BEGIN Dataset
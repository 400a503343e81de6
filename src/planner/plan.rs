//! Deployment plan types.
//!
//! Plans are built fresh for every request and never stored. No health
//! check is actually run and no real cluster or task definition is looked
//! up: the checks and identifiers are fixed placeholders.

use serde::Serialize;

/// Identifier value used where a real cluster or task definition id
/// would go.
pub const PLACEHOLDER_ID: &str = "...";

/// The only check a plan reports.
pub const HEALTH_OK_CHECK: &str = "health-ok";

/// Next step suggested after every plan.
pub const APPLY_NEXT_STEP: &str = "call aws.ecs_apply with plan_id";

/// Identifiers a plan refers to.
#[derive(Debug, Clone, PartialEq, Eq, Serialize)]
pub struct PlanIds {
    /// Cluster identifier.
    pub cluster: String,
    /// Task definition identifier.
    pub taskdef: String,
}

impl PlanIds {
    /// Returns the placeholder identifiers.
    #[must_use]
    pub fn placeholder() -> Self {
        Self {
            cluster: String::from(PLACEHOLDER_ID),
            taskdef: String::from(PLACEHOLDER_ID),
        }
    }
}

/// A proposed service update.
#[derive(Debug, Clone, PartialEq, Eq, Serialize)]
pub struct Plan {
    /// Service to update.
    pub service: String,
    /// Target image reference.
    pub image: String,
    /// Checks the plan reports.
    pub checks: Vec<String>,
    /// Identifiers the plan refers to.
    pub ids: PlanIds,
}

impl Plan {
    /// Builds the plan for updating `service` to `image`.
    #[must_use]
    pub fn for_update(service: &str, image: &str) -> Self {
        Self {
            service: service.to_string(),
            image: image.to_string(),
            checks: vec![String::from(HEALTH_OK_CHECK)],
            ids: PlanIds::placeholder(),
        }
    }
}

impl std::fmt::Display for Plan {
    fn fmt(&self, f: &mut std::fmt::Formatter<'_>) -> std::fmt::Result {
        write!(
            f,
            "{} -> {} [{}]",
            self.service,
            self.image,
            self.checks.join(", ")
        )
    }
}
END Dataset
Give the number of lines in the records that contain the string "from", with no other output.

3